§ ACTIVITY:
Your task is to copy every line of the entries that holds the word "PathBuf".

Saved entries
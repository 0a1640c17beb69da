use std::{collections::HashMap, sync::Arc};

use tokio::sync::Mutex;
use uuid::Uuid;

/// requester id -> job id; at most one live job per requester.
#[derive(Clone, Default)]
pub struct ActiveJobs {
    inner: Arc<Mutex<HashMap<i64, Uuid>>>,
}

impl ActiveJobs {
    pub fn new() -> Self {
        Self::default()
    }

    /// Take the requester's slot. On conflict returns the job holding it.
    pub async fn try_claim(&self, requester_id: i64, job_id: Uuid) -> Result<(), Uuid> {
        let mut map = self.inner.lock().await;
        if let Some(existing) = map.get(&requester_id) {
            return Err(*existing);
        }
        map.insert(requester_id, job_id);
        Ok(())
    }

    /// Free the slot only if `job_id` still holds it.
    pub async fn release(&self, requester_id: i64, job_id: Uuid) -> bool {
        let mut map = self.inner.lock().await;
        if map.get(&requester_id) == Some(&job_id) {
            map.remove(&requester_id);
            return true;
        }
        false
    }

    pub async fn get(&self, requester_id: i64) -> Option<Uuid> {
        self.inner.lock().await.get(&requester_id).copied()
    }

    pub async fn len(&self) -> usize {
        self.inner.lock().await.len()
    }

    pub async fn is_empty(&self) -> bool {
        self.len().await == 0
    }
}
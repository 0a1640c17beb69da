//! Request-string parsing, URL normalization and source classification.
//!
//! Everything here is pure: no I/O, deterministic, and total over arbitrary
//! input strings.

pub mod policy;
pub mod source;
pub mod normalize;

pub use policy::*;
pub use source::*;
pub use normalize::*;
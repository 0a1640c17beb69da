use std::time::Duration;

use tokio::{sync::mpsc, time::Instant};

/// Throttled percentage reporter handed to a download strategy.
///
/// The first report always goes through; after that at most one per
/// `interval`. Values are clamped to `0..=100`.
pub struct ProgressSink {
    tx: mpsc::UnboundedSender<f32>,
    interval: Duration,
    last: Option<Instant>,
}

impl ProgressSink {
    pub fn new(tx: mpsc::UnboundedSender<f32>, interval: Duration) -> Self {
        Self { tx, interval, last: None }
    }

    /// Returns whether the value was forwarded.
    pub fn report(&mut self, percent: f32) -> bool {
        let now = Instant::now();
        if let Some(last) = self.last {
            if now.duration_since(last) < self.interval {
                return false;
            }
        }
        self.last = Some(now);
        self.tx.send(percent.clamp(0.0, 100.0)).is_ok()
    }
}
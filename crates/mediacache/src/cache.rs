use chrono::{DateTime, Duration, Utc};
use sqlx::SqlitePool;
use tracing::debug;

use crate::{fingerprint, CacheEntry, CacheError, CacheStats, MediaKind, Result};

#[derive(sqlx::FromRow)]
struct CacheRow {
    fingerprint: String,
    source_url: String,
    archive_reference: String,
    media_kind: String,
    filename: String,
    size_bytes: i64,
    cached_at: i64,
}

impl TryFrom<CacheRow> for CacheEntry {
    type Error = CacheError;

    fn try_from(r: CacheRow) -> Result<Self> {
        Ok(CacheEntry {
            media_kind: r.media_kind.parse::<MediaKind>().map_err(CacheError::Corrupt)?,
            cached_at: DateTime::<Utc>::from_timestamp(r.cached_at, 0)
                .ok_or_else(|| CacheError::Corrupt(format!("bad timestamp {}", r.cached_at)))?,
            size_bytes: u64::try_from(r.size_bytes)
                .map_err(|_| CacheError::Corrupt(format!("negative size {}", r.size_bytes)))?,
            fingerprint: r.fingerprint,
            source_url: r.source_url,
            archive_reference: r.archive_reference,
            filename: r.filename,
        })
    }
}

/// Fingerprint-keyed archive references with lazy expiry.
///
/// Expired rows are only ever removed by the lookup that finds them; there is
/// no background sweep.
#[derive(Clone)]
pub struct CacheStore {
    pool: SqlitePool,
    retention: Duration,
}

impl CacheStore {
    pub(crate) fn new(pool: SqlitePool, retention: Duration) -> Self {
        Self { pool, retention }
    }

    pub async fn lookup(&self, normalized_url: &str) -> Result<Option<CacheEntry>> {
        self.lookup_at(normalized_url, Utc::now()).await
    }

    /// Lookup as of `now`. Eviction and re-read share one transaction, and the
    /// delete is conditioned on the stale timestamp, so a concurrent fresh
    /// write for the same fingerprint is never evicted.
    pub async fn lookup_at(
        &self,
        normalized_url: &str,
        now: DateTime<Utc>,
    ) -> Result<Option<CacheEntry>> {
        let fp = fingerprint(normalized_url);
        let cutoff = (now - self.retention).timestamp();

        let mut tx = self.pool.begin().await?;
        let evicted = sqlx::query("DELETE FROM media_cache WHERE fingerprint = ?1 AND cached_at < ?2")
            .bind(&fp)
            .bind(cutoff)
            .execute(&mut *tx)
            .await?
            .rows_affected();
        let row: Option<CacheRow> = sqlx::query_as(
            r#"
            SELECT fingerprint, source_url, archive_reference, media_kind, filename, size_bytes, cached_at
            FROM media_cache
            WHERE fingerprint = ?1
            "#,
        )
        .bind(&fp)
        .fetch_optional(&mut *tx)
        .await?;
        tx.commit().await?;

        if evicted > 0 {
            debug!(url = %normalized_url, "cache: expired entry evicted");
        }
        row.map(CacheEntry::try_from).transpose()
    }

    pub async fn insert_or_replace(
        &self,
        normalized_url: &str,
        archive_reference: &str,
        media_kind: MediaKind,
        filename: &str,
        size_bytes: u64,
    ) -> Result<CacheEntry> {
        let entry = CacheEntry {
            fingerprint: fingerprint(normalized_url),
            source_url: normalized_url.to_string(),
            archive_reference: archive_reference.to_string(),
            media_kind,
            filename: filename.to_string(),
            size_bytes,
            cached_at: Utc::now(),
        };
        self.put(&entry).await?;
        Ok(entry)
    }

    /// Upsert a fully formed entry, last write wins.
    pub async fn put(&self, entry: &CacheEntry) -> Result<()> {
        let size = i64::try_from(entry.size_bytes)
            .map_err(|_| CacheError::Corrupt(format!("size too large {}", entry.size_bytes)))?;
        sqlx::query(
            r#"
            INSERT INTO media_cache (fingerprint, source_url, archive_reference, media_kind, filename, size_bytes, cached_at)
            VALUES (?1, ?2, ?3, ?4, ?5, ?6, ?7)
            ON CONFLICT(fingerprint) DO UPDATE SET
              source_url = excluded.source_url,
              archive_reference = excluded.archive_reference,
              media_kind = excluded.media_kind,
              filename = excluded.filename,
              size_bytes = excluded.size_bytes,
              cached_at = excluded.cached_at
            "#,
        )
        .bind(&entry.fingerprint)
        .bind(&entry.source_url)
        .bind(&entry.archive_reference)
        .bind(entry.media_kind.as_str())
        .bind(&entry.filename)
        .bind(size)
        .bind(entry.cached_at.timestamp())
        .execute(&self.pool)
        .await?;
        Ok(())
    }

    pub async fn delete(&self, normalized_url: &str) -> Result<bool> {
        let res = sqlx::query("DELETE FROM media_cache WHERE fingerprint = ?1")
            .bind(fingerprint(normalized_url))
            .execute(&self.pool)
            .await?;
        Ok(res.rows_affected() > 0)
    }

    pub async fn stats(&self) -> Result<CacheStats> {
        let (count, total): (i64, i64) = sqlx::query_as(
            "SELECT COUNT(*), CAST(COALESCE(SUM(size_bytes), 0) AS INTEGER) FROM media_cache",
        )
        .fetch_one(&self.pool)
        .await?;
        Ok(CacheStats {
            count: count.max(0) as u64,
            total_size_bytes: total.max(0) as u64,
        })
    }
}
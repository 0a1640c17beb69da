use std::path::PathBuf;
use std::time::Duration;

use bytes::BytesMut;
use reqwest::header::USER_AGENT;
use tokio::{fs::File, io::AsyncWriteExt};
use tracing::debug;

use super::{sanitize_filename, DownloadRequest, ProgressSink};
use crate::cancel::CancelHandle;
use crate::config::PipelineConfig;
use crate::error::DownloadError;

pub const CONNECT_TIMEOUT: Duration = Duration::from_secs(60);

/// Stream `req.url` to disk in `chunk_size` writes.
///
/// Only the connect phase has a timeout; a body may take as long as it takes.
pub async fn fetch(
    http: &reqwest::Client,
    req: &DownloadRequest,
    cfg: &PipelineConfig,
    mut progress: ProgressSink,
    cancel: &CancelHandle,
) -> Result<PathBuf, DownloadError> {
    let mut resp = http
        .get(&req.url)
        .header(USER_AGENT, &cfg.user_agent)
        .send()
        .await?;
    if !resp.status().is_success() {
        return Err(DownloadError::Status(resp.status().as_u16()));
    }

    let total = resp
        .content_length()
        .or_else(|| req.declared.as_ref().and_then(|d| d.size))
        .filter(|n| *n > 0);
    if let Some(total) = total {
        if total > cfg.max_file_size {
            return Err(DownloadError::TooLarge { limit: cfg.max_file_size });
        }
    }

    let filename = pick_filename(req, resp.url());
    let path = req.workdir.join(&filename);
    let mut file = File::create(&path).await?;
    debug!(job_id=%cancel.job_id(), path=%path.display(), ?total, "direct: streaming");

    let chunk_size = cfg.chunk_size.max(1);
    let mut buf = BytesMut::with_capacity(chunk_size);
    let mut written: u64 = 0;

    loop {
        if cancel.is_cancelled() {
            return Err(DownloadError::Cancelled);
        }
        let next = tokio::select! {
            biased;
            _ = cancel.cancelled() => return Err(DownloadError::Cancelled),
            next = resp.chunk() => next?,
        };
        let Some(chunk) = next else { break };
        buf.extend_from_slice(&chunk);

        if written + buf.len() as u64 > cfg.max_file_size {
            return Err(DownloadError::TooLarge { limit: cfg.max_file_size });
        }
        if buf.len() >= chunk_size {
            file.write_all(&buf).await?;
            written += buf.len() as u64;
            buf.clear();
            if let Some(total) = total {
                progress.report(written as f32 * 100.0 / total as f32);
            }
        }
    }

    if !buf.is_empty() {
        file.write_all(&buf).await?;
        written += buf.len() as u64;
    }
    file.flush().await?;
    if total.is_some() {
        progress.report(100.0);
    }
    debug!(job_id=%cancel.job_id(), written, "direct: finished");
    Ok(path)
}

/// Custom name, then the intake-declared name, then the last path segment.
fn pick_filename(req: &DownloadRequest, final_url: &reqwest::Url) -> String {
    let from_url = final_url
        .path_segments()
        .and_then(|mut s| s.next_back())
        .filter(|s| !s.is_empty())
        .map(str::to_string);

    let name = req
        .custom_filename
        .clone()
        .or_else(|| req.declared.as_ref().and_then(|d| d.filename.clone()))
        .or(from_url)
        .unwrap_or_else(|| "downloaded_file".to_string());
    sanitize_filename(&name)
}

#[cfg(test)]
mod tests {
    use super::*;
    use crate::types_jobs::DeclaredFile;
    use links::SourceKind;

    fn req(custom: Option<&str>, declared: Option<&str>) -> DownloadRequest {
        DownloadRequest {
            url: "https://example.com/files/video.mp4".into(),
            kind: SourceKind::Direct,
            host: Some("example.com".into()),
            workdir: PathBuf::from("/tmp"),
            custom_filename: custom.map(str::to_string),
            declared: declared.map(|n| DeclaredFile { filename: Some(n.into()), size: None }),
        }
    }

    #[test]
    fn filename_precedence() {
        let url = reqwest::Url::parse("https://example.com/files/video.mp4").unwrap();
        assert_eq!(pick_filename(&req(Some("mine.mp4"), Some("d.mp4")), &url), "mine.mp4");
        assert_eq!(pick_filename(&req(None, Some("d.mp4")), &url), "d.mp4");
        assert_eq!(pick_filename(&req(None, None), &url), "video.mp4");

        let bare = reqwest::Url::parse("https://example.com/").unwrap();
        assert_eq!(pick_filename(&req(None, None), &bare), "downloaded_file");
    }
}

§ ANSWER AREA:
use std::path::PathBuf;
) -> Result<PathBuf, DownloadError> {
            workdir: PathBuf::from("/tmp"),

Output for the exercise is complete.